Local police are facing a potential setback in their battle against gangs.
A federal court has ruled that in one crackdown, the Orange County district attorney violated suspected gang members’ civil rights.
For years, police have been fighting gangs with injunctions, controlling where gang members can go, what they can do and even what they can wear.
Dozens of gang injunctions are in place in Los Angeles County, for example, and about a dozen in Orange County.
In 2009, Orange County District Attorney Tony Rackauckus and the Police Department in Orange filed an injunction against more than 100 people suspected of belonging to the Orange Varrio Cypress Gang.
When about half of them showed up in court claiming they were not gang members, the DA simply dismissed them from the case.
The legal maneuver still enabled Rackauckas to get an injunction against the gang itself and to again target the 50 or so people who had been dismissed.
That’s when the American Civil Liberties Union stepped in, claiming those suspects were denied due process.
Now a federal appeals court has agreed.
It’s a decision that could affect the way law enforcement targets gangs throughout the region and could cost local taxpayers more than $3 million.
For years, the ACLU had questioned the manner in which the district attorney and local law enforcement agencies imposed gang injunctions, also known as “nuisance abatement orders.”
The DA would use them to target a neighborhood with gang members and prevent them from engaging in certain activities, both legal and illegal.
For instance, no violence, drug use or intimidation. Or it could be as simple as not wearing certain colors, associating with certain people or being out past certain hours.
It’s a common practice by prosecutors that’s been used in California since the 1980s.
The ACLU spent at least $3.2 million on behalf of the accused gang members to fight Rackauckas and Orange in court, claiming the injunctions violated their right to due process.
“At its very base, fundamental level, this is a constitutional issue,” said ACLU attorney Bardis Vakili.
“If I’m accused of committing a crime, if I’m accused even of murder, the Constitution gives me the right to go to court and defend myself and say, ‘I didn’t do it,’ if I didn’t do it. There’s no reason it should be any different with being accused of being in a gang.”
Meanwhile, DA officials say they sought the injunctions in good faith and are simply following procedures they believe are constitutional.
“We respectfully disagree with the court’s ruling, and we feel it’s unfortunate that basically the only thing that this court ruling did was line the pockets of folks who defend gang member rights with the tune of $3.2 million of taxpayer money,” said Susan Schroeder, the DA’s chief of staff.
“We think that’s extremely unfortunate,” she said.
The DA’s office is vowing to continue seeking and enforcing gang injunctions.
Since the ACLU case, the DA has implemented six more injunctions in four cities throughout Orange County, citing the method as a tremendous crime deterrent.

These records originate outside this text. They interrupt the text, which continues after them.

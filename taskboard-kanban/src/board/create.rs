//! CreateBoard command

use crate::context::KanbanContext;
use crate::error::KanbanError;
use crate::execution::{logged, operation};
use crate::types::{Board, Column};
use serde::{Deserialize, Serialize};
use serde_json::Value;
use taskboard_operations::{async_trait, Execute, ExecutionResult};

/// Create a board owned by the signed-in user
#[derive(Debug, Deserialize, Serialize)]
pub struct CreateBoard {
    pub name: String,
    pub description: Option<String>,
    #[serde(default)]
    pub columns: Vec<Column>,
}

operation!(CreateBoard, verb = "create", noun = "board", description = "Create a new board");

impl CreateBoard {
    pub fn new(name: impl Into<String>) -> Self {
        Self {
            name: name.into(),
            description: None,
            columns: Vec::new(),
        }
    }

    pub fn with_description(mut self, description: impl Into<String>) -> Self {
        self.description = Some(description.into());
        self
    }

    pub fn with_columns(mut self, columns: Vec<Column>) -> Self {
        self.columns = columns;
        self
    }

    /// Start with To Do / In Progress / Done
    pub fn with_default_columns(self) -> Self {
        self.with_columns(Board::default_columns())
    }
}

#[async_trait]
impl Execute<KanbanContext, KanbanError> for CreateBoard {
    async fn execute(&self, ctx: &KanbanContext) -> ExecutionResult<Value, KanbanError> {
        logged(self, async {
            let session = ctx.require_session()?;
            if self.name.trim().is_empty() {
                return Err(KanbanError::invalid_value("name", "board name cannot be empty"));
            }

            let mut board = Board::new(&self.name, &session.email).with_columns(self.columns.clone());
            board.description = self.description.clone();
            for column in &mut board.columns {
                column.renumber();
            }

            ctx.create_board(&board).await?;
            Ok(serde_json::to_value(&board)?)
        })
        .await
    }
}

“We believe that gang injunctions are one of the most effective ways to go after gangs and to keep the quality of life for those folks who have to suffer from these gangs in those neighborhoods,” said Schroeder.
“The proof is in the numbers. When you have these gang injunctions, the violent crime rate goes down dramatically. The call for services — people who feel empowered to call the police — they go up. And the statistics are there.”
Does the ACLU attorney think gang injunctions are, in theory, a good thing?
“They certainly deprive people of their liberty. They are deeply intrusive into people’s liberties,” replied Vakili.
“When trying to fight crime, you can’t cast such a wide net that you … don’t give innocent people a chance to prove that they’re innocent.”
What about statistics across Southern California that show that crime decreases with these gang injunctions?
“I don’t necessarily doubt those numbers,” said Vakili. “That may be accurate. Of course you could see crime decrease through any number of draconian unconstitutional measures. The question is how do they go about doing it?”
And he takes issue with the claim that the ACLU is defending gang members’ rights.
“Far from it,” said Vakili. “First of all, everybody has the right to be defended. That’s a fundamental principle of our court system.
“But, more than that, we’re defending the people who want to say that they’re not in the gang, that the DA got it wrong, that the DA can’t sit up on high and say, ‘You’re in a gang,’ and that be the end of it,” he added.
“We’re defending the folks that want to be able to say, ‘I’m trying to find a way out. I live in this neighborhood where the gangs are, but I’m not in the gang.’ And we’re defending those folks.”
Looking forward, one of the questions is who exactly is on the hook for the ACLU’s $3.2 million.
Is it the county, the city of Orange, or both?
County Supervisors Todd Spitzer and Shawn Nelson, who have an oversight role over the district attorney’s major financial decisions, aren’t responding to this issue.
Meanwhile, Orange’s city attorney says it’s still an unknown, but the county and city might split it 50-50.
This story was adapted for print by Nick Gerda.